_WHAT YOU SHOULD DO_:
Line by line, restate the listing below without any change.

── THE RECORDS ──

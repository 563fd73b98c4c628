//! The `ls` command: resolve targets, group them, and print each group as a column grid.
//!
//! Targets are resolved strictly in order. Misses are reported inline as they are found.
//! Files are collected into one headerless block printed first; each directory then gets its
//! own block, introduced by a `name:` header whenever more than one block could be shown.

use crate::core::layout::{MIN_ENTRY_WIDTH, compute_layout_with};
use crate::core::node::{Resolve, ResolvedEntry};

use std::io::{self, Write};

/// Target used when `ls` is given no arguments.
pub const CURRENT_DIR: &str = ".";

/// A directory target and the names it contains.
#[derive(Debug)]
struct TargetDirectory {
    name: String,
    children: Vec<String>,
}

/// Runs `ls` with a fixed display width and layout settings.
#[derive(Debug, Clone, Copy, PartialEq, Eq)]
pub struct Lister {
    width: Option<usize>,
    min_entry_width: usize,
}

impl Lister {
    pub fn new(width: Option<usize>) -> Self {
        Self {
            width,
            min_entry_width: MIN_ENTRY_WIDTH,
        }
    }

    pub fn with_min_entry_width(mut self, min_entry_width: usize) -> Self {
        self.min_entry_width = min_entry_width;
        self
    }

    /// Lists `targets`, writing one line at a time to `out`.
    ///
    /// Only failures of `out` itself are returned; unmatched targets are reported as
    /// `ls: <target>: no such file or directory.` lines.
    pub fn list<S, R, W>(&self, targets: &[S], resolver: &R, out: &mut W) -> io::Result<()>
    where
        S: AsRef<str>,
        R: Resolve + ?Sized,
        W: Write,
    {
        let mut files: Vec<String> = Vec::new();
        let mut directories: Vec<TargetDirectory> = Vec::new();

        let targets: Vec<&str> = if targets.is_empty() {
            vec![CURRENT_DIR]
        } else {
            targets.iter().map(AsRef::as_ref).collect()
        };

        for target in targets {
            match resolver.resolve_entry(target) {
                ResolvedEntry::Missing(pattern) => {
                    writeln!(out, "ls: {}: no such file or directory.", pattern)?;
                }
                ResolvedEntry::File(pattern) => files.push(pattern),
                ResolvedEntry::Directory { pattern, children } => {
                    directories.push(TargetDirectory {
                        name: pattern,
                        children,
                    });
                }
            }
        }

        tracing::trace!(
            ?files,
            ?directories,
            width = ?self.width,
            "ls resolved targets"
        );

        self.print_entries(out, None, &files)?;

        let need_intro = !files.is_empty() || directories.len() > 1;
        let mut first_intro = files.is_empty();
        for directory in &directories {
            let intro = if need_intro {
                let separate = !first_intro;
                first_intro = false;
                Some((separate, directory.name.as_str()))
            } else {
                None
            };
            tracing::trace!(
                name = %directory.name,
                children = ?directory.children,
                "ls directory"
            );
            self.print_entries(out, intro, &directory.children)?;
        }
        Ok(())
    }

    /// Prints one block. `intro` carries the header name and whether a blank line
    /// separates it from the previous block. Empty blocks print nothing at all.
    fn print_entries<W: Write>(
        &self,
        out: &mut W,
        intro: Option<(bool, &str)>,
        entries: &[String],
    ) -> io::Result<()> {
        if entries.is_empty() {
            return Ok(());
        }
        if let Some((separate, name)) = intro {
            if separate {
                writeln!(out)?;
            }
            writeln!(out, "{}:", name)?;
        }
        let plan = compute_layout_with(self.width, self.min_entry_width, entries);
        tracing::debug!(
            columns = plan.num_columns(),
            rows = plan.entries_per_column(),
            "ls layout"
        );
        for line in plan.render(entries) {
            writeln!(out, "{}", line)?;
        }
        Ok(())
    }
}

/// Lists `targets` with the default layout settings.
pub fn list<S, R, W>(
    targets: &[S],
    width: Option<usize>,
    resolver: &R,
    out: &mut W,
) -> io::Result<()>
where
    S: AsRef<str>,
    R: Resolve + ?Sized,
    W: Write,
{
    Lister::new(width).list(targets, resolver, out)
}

───

_RESPONSE TO THIS EXERCISE_:
repository 563fd73b98c4c628
//! The `ls` command: resolve targets, group them, and print each group as a column grid.
//!
//! Targets are resolved strictly in order. Misses are reported inline as they are found.
//! Files are collected into one headerless block printed first; each directory then gets its
//! own block, introduced by a `name:` header whenever more than one block could be shown.

use crate::core::layout::{MIN_ENTRY_WIDTH, compute_layout_with};
use crate::core::node::{Resolve, ResolvedEntry};

use std::io::{self, Write};

/// Target used when `ls` is given no arguments.
pub const CURRENT_DIR: &str = ".";

/// A directory target and the names it contains.
#[derive(Debug)]
struct TargetDirectory {
    name: String,
    children: Vec<String>,
}

/// Runs `ls` with a fixed display width and layout settings.
#[derive(Debug, Clone, Copy, PartialEq, Eq)]
pub struct Lister {
    width: Option<usize>,
    min_entry_width: usize,
}

impl Lister {
    pub fn new(width: Option<usize>) -> Self {
        Self {
            width,
            min_entry_width: MIN_ENTRY_WIDTH,
        }
    }

    pub fn with_min_entry_width(mut self, min_entry_width: usize) -> Self {
        self.min_entry_width = min_entry_width;
        self
    }

    /// Lists `targets`, writing one line at a time to `out`.
    ///
    /// Only failures of `out` itself are returned; unmatched targets are reported as
    /// `ls: <target>: no such file or directory.` lines.
    pub fn list<S, R, W>(&self, targets: &[S], resolver: &R, out: &mut W) -> io::Result<()>
    where
        S: AsRef<str>,
        R: Resolve + ?Sized,
        W: Write,
    {
        let mut files: Vec<String> = Vec::new();
        let mut directories: Vec<TargetDirectory> = Vec::new();

        let targets: Vec<&str> = if targets.is_empty() {
            vec![CURRENT_DIR]
        } else {
            targets.iter().map(AsRef::as_ref).collect()
        };

        for target in targets {
            match resolver.resolve_entry(target) {
                ResolvedEntry::Missing(pattern) => {
                    writeln!(out, "ls: {}: no such file or directory.", pattern)?;
                }
                ResolvedEntry::File(pattern) => files.push(pattern),
                ResolvedEntry::Directory { pattern, children } => {
                    directories.push(TargetDirectory {
                        name: pattern,
                        children,
                    });
                }
            }
        }

        tracing::trace!(
            ?files,
            ?directories,
            width = ?self.width,
            "ls resolved targets"
        );

        self.print_entries(out, None, &files)?;

        let need_intro = !files.is_empty() || directories.len() > 1;
        let mut first_intro = files.is_empty();
        for directory in &directories {
            let intro = if need_intro {
                let separate = !first_intro;
                first_intro = false;
                Some((separate, directory.name.as_str()))
            } else {
                None
            };
            tracing::trace!(
                name = %directory.name,
                children = ?directory.children,
                "ls directory"
            );
            self.print_entries(out, intro, &directory.children)?;
        }
        Ok(())
    }

    /// Prints one block. `intro` carries the header name and whether a blank line
    /// separates it from the previous block. Empty blocks print nothing at all.
    fn print_entries<W: Write>(
        &self,
        out: &mut W,
        intro: Option<(bool, &str)>,
        entries: &[String],
    ) -> io::Result<()> {
        if entries.is_empty() {
            return Ok(());
        }
        if let Some((separate, name)) = intro {
            if separate {
                writeln!(out)?;
            }
            writeln!(out, "{}:", name)?;
        }
        let plan = compute_layout_with(self.width, self.min_entry_width, entries);
        tracing::debug!(
            columns = plan.num_columns(),
            rows = plan.entries_per_column(),
            "ls layout"
        );
        for line in plan.render(entries) {
            writeln!(out, "{}", line)?;
        }
        Ok(())
    }
}

/// Lists `targets` with the default layout settings.
pub fn list<S, R, W>(
    targets: &[S],
    width: Option<usize>,
    resolver: &R,
    out: &mut W,
) -> io::Result<()>
where
    S: AsRef<str>,
    R: Resolve + ?Sized,
    W: Write,
{
    Lister::new(width).list(targets, resolver, out)
}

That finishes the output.